[TASK INPUTS Boundary: Start]

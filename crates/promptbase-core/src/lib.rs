//! # promptbase-core
//!
//! The prompt workflow: a create/edit form, a searchable and sortable list,
//! and the per-row actions (edit, delete, toggle favorite, render as
//! template), all expressed as plain handlers over a borrowed
//! [`promptbase_db::Gateway`].
//!
//! ## Key Types
//!
//! - [`Workflow`] - Action handlers and page assembly
//! - [`PromptForm`] - Form state and validation
//! - [`PageView`] - Everything one render cycle needs
//! - [`ViewState`] - Search/sort/open-panel selection owned by the surface

mod error;
mod form;
mod view;
mod workflow;

pub use error::{ValidationError, WorkflowError, MISSING_FIELDS_MESSAGE};
pub use form::{Candidate, PromptForm};
pub use view::{
    format_template, EditPanel, Notice, PageView, PromptRow, SortOption, TemplatePanel,
    ViewState, CREATED_FORMAT, PAGE_TITLE,
};
pub use workflow::{ActionOutcome, ListQuery, RowAction, Workflow, ADDED_MESSAGE, UPDATED_MESSAGE};

pub use promptbase_db::{Gateway, GatewayError, Prompt, SortOrder};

[TASK INPUTS Boundary: End]

### TASK TO CARRY OUT
Write out only the final block of lines, starting at the line with "state and validation" and running to the end of the material.

### FINISHED EXERCISE
//! - [`PromptForm`] - Form state and validation
//! - [`PageView`] - Everything one render cycle needs
//! - [`ViewState`] - Search/sort/open-panel selection owned by the surface

mod error;
mod form;
mod view;
mod workflow;

pub use error::{ValidationError, WorkflowError, MISSING_FIELDS_MESSAGE};
pub use form::{Candidate, PromptForm};
pub use view::{
    format_template, EditPanel, Notice, PageView, PromptRow, SortOption, TemplatePanel,
    ViewState, CREATED_FORMAT, PAGE_TITLE,
};
pub use workflow::{ActionOutcome, ListQuery, RowAction, Workflow, ADDED_MESSAGE, UPDATED_MESSAGE};

pub use promptbase_db::{Gateway, GatewayError, Prompt, SortOrder};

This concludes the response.